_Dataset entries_
--------
//! One-shot notifier.
//!
//! Used after a player is created, edited or deleted: connect, send a single
//! message, wait until the relay echoes it back (which means the broadcast
//! reached us and therefore every peer registered before us), then close.

use std::time::Duration;

use futures::{SinkExt, StreamExt};
use tokio::time::timeout;
use tokio_tungstenite::connect_async;
use tokio_tungstenite::tungstenite::Message;
use tracing::debug;

use crate::client::read_greeting;
use crate::error::{ClientError, Result};

/// Outcome of a successful [`notify`].
#[derive(Debug, Clone, PartialEq, Eq)]
pub struct NotifyReceipt {
    /// Short id the relay assigned to the notifying connection
    pub prefix: String,

    /// Frames from other senders seen while waiting for the echo
    pub interleaved: usize,
}

/// Sends `message` through the relay at `url` and waits for its echo.
///
/// # Errors
///
/// - `ClientError::Connect` if the relay is unreachable
/// - `ClientError::Timeout` if the whole exchange exceeds `wait`
/// - `ClientError::Closed` if the relay hangs up first
pub async fn notify(url: &str, message: &str, wait: Duration) -> Result<NotifyReceipt> {
    timeout(wait, exchange(url, message))
        .await
        .map_err(|_| ClientError::Timeout(wait))?
}

async fn exchange(url: &str, message: &str) -> Result<NotifyReceipt> {
    let (mut ws, _) = connect_async(url)
        .await
        .map_err(|e| ClientError::Connect {
            url: url.to_string(),
            reason: e.to_string(),
        })?;

    let prefix = read_greeting(&mut ws).await?;
    debug!(prefix = %prefix, "Notifier connected");

    ws.send(Message::text(message.to_string())).await?;

    let mut interleaved = 0;
    loop {
        match ws.next().await {
            None | Some(Ok(Message::Close(_))) => return Err(ClientError::Closed),
            Some(Err(e)) => return Err(e.into()),
            Some(Ok(Message::Text(text))) if text.as_str() == message => break,
            Some(Ok(Message::Text(_))) => interleaved += 1,
            Some(Ok(_)) => {}
        }
    }

    // Echo seen; a failed close handshake no longer matters.
    let _ = ws.close(None).await;
    debug!(interleaved, "Notification delivered");

    Ok(NotifyReceipt {
        prefix,
        interleaved,
    })
}
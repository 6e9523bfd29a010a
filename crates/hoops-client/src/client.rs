//! Reconnecting relay watcher.
//!
//! This module provides the `RelayClient` which handles:
//! - Connection to the relay over WebSocket
//! - Automatic reconnection with exponential backoff
//! - Forwarding refresh signals to the caller's event loop
//!
//! **Panic-Free Policy:** This module follows the project's panic-free guidelines.
//! No `.unwrap()`, `.expect()`, `panic!()`, `unreachable!()`, or `todo!()`.

use std::env;
use std::time::Duration;

use futures::{SinkExt, StreamExt};
use percent_encoding::{utf8_percent_encode, NON_ALPHANUMERIC};
use tokio::net::TcpStream;
use tokio::sync::mpsc;
use tokio::time::sleep;
use tokio_tungstenite::tungstenite::Message;
use tokio_tungstenite::{connect_async, MaybeTlsStream, WebSocketStream};
use tokio_util::sync::CancellationToken;
use tracing::{debug, error, info, warn};

use hoops_core::ScreenId;
use hoops_protocol::{parse_greeting, DEFAULT_PORT, SCREEN_ID_PARAM};

use crate::error::{ClientError, Result};

type WsStream = WebSocketStream<MaybeTlsStream<TcpStream>>;

/// Environment variable overriding the relay URL.
pub const ENV_URL: &str = "HOOPS_URL";

/// Picks the relay URL: explicit value, then `HOOPS_URL`, then localhost.
pub fn resolve_url(explicit: Option<String>) -> String {
    explicit
        .or_else(|| env::var(ENV_URL).ok())
        .unwrap_or_else(|| format!("ws://127.0.0.1:{DEFAULT_PORT}"))
}

// ============================================================================
// Configuration
// ============================================================================

/// Configuration for the relay client.
///
/// # Example
///
/// ```rust
/// use hoops_client::RelayClientConfig;
/// use std::time::Duration;
///
/// let config = RelayClientConfig {
///     url: "ws://10.0.0.5:5634".to_string(),
///     retry_initial_delay: Duration::from_millis(500),
///     ..Default::default()
/// };
/// ```
#[derive(Debug, Clone)]
pub struct RelayClientConfig {
    /// Relay WebSocket URL, without query string.
    pub url: String,

    /// Optional screen label sent as `?screenid=`.
    pub screen_id: Option<ScreenId>,

    /// Initial delay before first retry after connection failure.
    pub retry_initial_delay: Duration,

    /// Maximum delay between retry attempts.
    pub retry_max_delay: Duration,

    /// Multiplier for exponential backoff (e.g., 2.0 doubles delay each retry).
    pub retry_multiplier: f64,
}

impl Default for RelayClientConfig {
    fn default() -> Self {
        Self {
            url: resolve_url(None),
            screen_id: None,
            retry_initial_delay: Duration::from_secs(1),
            retry_max_delay: Duration::from_secs(30),
            retry_multiplier: 2.0,
        }
    }
}

impl RelayClientConfig {
    /// URL used for the upgrade request, including the screen label.
    pub fn endpoint(&self) -> String {
        match &self.screen_id {
            Some(screen) => {
                let separator = if self.url.contains('?') { '&' } else { '?' };
                format!(
                    "{}{separator}{SCREEN_ID_PARAM}={}",
                    self.url,
                    utf8_percent_encode(screen.as_str(), NON_ALPHANUMERIC)
                )
            }
            None => self.url.clone(),
        }
    }

    /// Delay to use after waiting `current`.
    fn next_delay(&self, current: Duration) -> Duration {
        let next_ms = (current.as_millis() as f64 * self.retry_multiplier) as u64;
        Duration::from_millis(next_ms).min(self.retry_max_delay)
    }
}

// ============================================================================
// Events
// ============================================================================

/// Events forwarded to the caller.
#[derive(Debug, Clone, PartialEq, Eq)]
pub enum ClientEvent {
    /// Connected and greeted; `prefix` is the relay's short id for us.
    Connected { prefix: String },

    /// A notification arrived; the view should re-fetch its data.
    Refresh { payload: String },

    /// The connection dropped; the client will retry.
    Disconnected,
}

// ============================================================================
// Relay Client
// ============================================================================

/// Watches the relay and turns every broadcast into a [`ClientEvent::Refresh`].
///
/// # Connection Lifecycle
///
/// 1. Client attempts to connect to the relay
/// 2. On success, waits for the greeting and reports `Connected`
/// 3. Forwards every text frame as `Refresh`
/// 4. On disconnect, reports `Disconnected` and retries with exponential backoff
pub struct RelayClient {
    config: RelayClientConfig,

    /// Channel to send events to the caller.
    event_tx: mpsc::UnboundedSender<ClientEvent>,

    /// Cancellation token for graceful shutdown.
    cancel_token: CancellationToken,
}

impl RelayClient {
    #[must_use]
    pub fn new(
        config: RelayClientConfig,
        event_tx: mpsc::UnboundedSender<ClientEvent>,
        cancel_token: CancellationToken,
    ) -> Self {
        Self {
            config,
            event_tx,
            cancel_token,
        }
    }

    /// Main loop that maintains the connection to the relay.
    ///
    /// Runs until the cancellation token is triggered or the event receiver
    /// is dropped. The retry delay carries across connections and only
    /// resets once the relay greets us, so a relay that accepts and then
    /// drops us (full registry, shutting down) is retried with backoff.
    pub async fn run(&self) {
        info!(url = %self.config.endpoint(), "Relay client starting");

        let mut delay = self.config.retry_initial_delay;

        loop {
            if self.cancel_token.is_cancelled() || self.event_tx.is_closed() {
                info!("Relay client shutting down");
                return;
            }

            let mut ws = match self.connect_with_retry(&mut delay).await {
                Ok(ws) => ws,
                Err(e) => {
                    if !self.cancel_token.is_cancelled() {
                        error!(error = %e, "Failed to connect to relay");
                    }
                    continue;
                }
            };

            let greeting = tokio::select! {
                greeting = read_greeting(&mut ws) => greeting,
                _ = self.cancel_token.cancelled() => {
                    let _ = ws.close(None).await;
                    continue;
                }
            };

            match greeting {
                Ok(prefix) => {
                    delay = self.config.retry_initial_delay;
                    if let Err(e) = self.handle_connection(ws, prefix).await {
                        warn!(error = %e, "Connection ended with error");
                    }

                    // Receiver may already be gone during shutdown.
                    let _ = self.event_tx.send(ClientEvent::Disconnected);
                }
                Err(e) => {
                    warn!(
                        error = %e,
                        retry_in_ms = delay.as_millis() as u64,
                        "Relay dropped connection before greeting"
                    );
                    let _ = self.event_tx.send(ClientEvent::Disconnected);

                    if !self.backoff(&mut delay).await {
                        info!("Connection retry cancelled");
                    }
                }
            }
        }
    }

    /// Connects with exponential backoff until successful or cancelled.
    ///
    /// Starts from `delay` and leaves it at the next value to wait.
    async fn connect_with_retry(&self, delay: &mut Duration) -> Result<WsStream> {
        let endpoint = self.config.endpoint();
        let mut attempt = 0u32;

        loop {
            attempt = attempt.saturating_add(1);
            debug!(attempt, url = %endpoint, "Attempting to connect to relay");

            match connect_async(endpoint.as_str()).await {
                Ok((ws, _response)) => {
                    debug!(attempt, "Connection successful");
                    return Ok(ws);
                }
                Err(e) if attempt == 1 => {
                    warn!(url = %endpoint, error = %e, "Relay not reachable, will retry");
                }
                Err(e) => {
                    debug!(attempt, error = %e, "Connection attempt failed");
                }
            }

            if !self.backoff(delay).await {
                info!("Connection retry cancelled");
                return Err(ClientError::Cancelled);
            }
        }
    }

    /// Sleeps for `delay` and advances it. Returns false if cancelled first.
    async fn backoff(&self, delay: &mut Duration) -> bool {
        tokio::select! {
            _ = sleep(*delay) => {
                *delay = self.config.next_delay(*delay);
                true
            }
            _ = self.cancel_token.cancelled() => false,
        }
    }

    /// Reports the greeting, then forwards frames until disconnect.
    async fn handle_connection(&self, mut ws: WsStream, prefix: String) -> Result<()> {
        info!(prefix = %prefix, "Connected to relay");
        let _ = self.event_tx.send(ClientEvent::Connected { prefix });

        loop {
            tokio::select! {
                next = ws.next() => match next {
                    None | Some(Ok(Message::Close(_))) => {
                        info!("Relay closed connection");
                        return Ok(());
                    }
                    Some(Err(e)) => return Err(e.into()),
                    Some(Ok(Message::Text(text))) => {
                        debug!(payload = %text.as_str(), "Refresh received");
                        if self
                            .event_tx
                            .send(ClientEvent::Refresh { payload: text.as_str().to_string() })
                            .is_err()
                        {
                            let _ = ws.close(None).await;
                            return Ok(());
                        }
                    }
                    Some(Ok(_)) => {}
                },

                _ = self.cancel_token.cancelled() => {
                    debug!("Relay client cancelled, closing connection");
                    let _ = ws.close(None).await;
                    return Ok(());
                }
            }
        }
    }
}

/// Waits for the first frame and checks that it is a greeting.
pub(crate) async fn read_greeting(ws: &mut WsStream) -> Result<String> {
    loop {
        match ws.next().await {
            None | Some(Ok(Message::Close(_))) => return Err(ClientError::Closed),
            Some(Err(e)) => return Err(e.into()),
            Some(Ok(Message::Text(text))) => {
                return parse_greeting(text.as_str())
                    .map(str::to_string)
                    .ok_or_else(|| {
                        ClientError::Protocol(format!("expected greeting, got {:?}", text.as_str()))
                    });
            }
            // Control frames may precede the greeting.
            Some(Ok(_)) => {}
        }
    }
}
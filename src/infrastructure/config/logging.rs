//! Logging configuration and initialization.

use serde::Deserialize;
use tracing_subscriber::{fmt, EnvFilter};

/// Output format of log lines.
#[derive(Debug, Clone, Copy, Default, PartialEq, Eq, Deserialize)]
#[serde(rename_all = "lowercase")]
pub enum LogFormat {
    /// Human-readable lines.
    #[default]
    Pretty,
    /// One JSON object per event.
    Json,
}

/// Logging configuration.
#[derive(Debug, Clone, Deserialize)]
pub struct LoggingConfig {
    /// Default filter directive, used when `RUST_LOG` is unset.
    #[serde(default = "default_level")]
    pub level: String,
    #[serde(default)]
    pub format: LogFormat,
}

impl LoggingConfig {
    /// Install the global tracing subscriber.
    ///
    /// `RUST_LOG` takes precedence over [`LoggingConfig::level`].
    pub fn init(&self) {
        let filter =
            EnvFilter::try_from_default_env().unwrap_or_else(|_| EnvFilter::new(&self.level));
        let builder = fmt().with_env_filter(filter);

        match self.format {
            LogFormat::Json => builder.json().init(),
            LogFormat::Pretty => builder.init(),
        }
    }
}

fn default_level() -> String {
    "info".into()
}

impl Default for LoggingConfig {
    fn default() -> Self {
        Self {
            level: default_level(),
            format: LogFormat::default(),
        }
    }
}
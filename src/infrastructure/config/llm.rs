//! Upstream LLM configuration.
//!
//! The upstream is any endpoint speaking the OpenAI chat-completions
//! contract. The API key is read from `LLM_PROXY_KEY` at runtime and never
//! from the config file.

use std::time::Duration;

use serde::Deserialize;

/// Upstream completion endpoint settings.
#[derive(Debug, Clone, Deserialize)]
pub struct LlmConfig {
    /// Base URL; `/v1/chat/completions` is appended.
    ///
    /// Overridden by `LLM_PROXY_URL`.
    #[serde(default = "default_base_url")]
    pub base_url: String,

    /// Model identifier.
    ///
    /// Overridden by `LLM_MODEL`. Defaults to "gemini-2.5-flash".
    #[serde(default = "default_model")]
    pub model: String,

    /// Maximum tokens in the response. Defaults to 800.
    #[serde(default = "default_max_tokens")]
    pub max_tokens: usize,

    /// Sampling temperature. Defaults to 0.8.
    #[serde(default = "default_temperature")]
    pub temperature: f64,

    /// Whole-request timeout in seconds. Defaults to 30.
    #[serde(default = "default_timeout_secs")]
    pub timeout_secs: u64,

    /// Bearer token loaded from `LLM_PROXY_KEY` env var at runtime.
    #[serde(skip)]
    pub api_key: Option<String>,
}

impl LlmConfig {
    #[must_use]
    pub fn timeout(&self) -> Duration {
        Duration::from_secs(self.timeout_secs)
    }
}

impl Default for LlmConfig {
    fn default() -> Self {
        Self {
            base_url: default_base_url(),
            model: default_model(),
            max_tokens: default_max_tokens(),
            temperature: default_temperature(),
            timeout_secs: default_timeout_secs(),
            api_key: None,
        }
    }
}

fn default_base_url() -> String {
    "https://llm-proxy.densematrix.ai".into()
}

fn default_model() -> String {
    "gemini-2.5-flash".into()
}

const fn default_max_tokens() -> usize {
    800
}

fn default_temperature() -> f64 {
    0.8
}

const fn default_timeout_secs() -> u64 {
    30
}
--------
_PROBLEM STATEMENT_
Lines with "select": return each one from the data above.

_RESULT BELOW_
            let greeting = tokio::select! {
        tokio::select! {
            tokio::select! {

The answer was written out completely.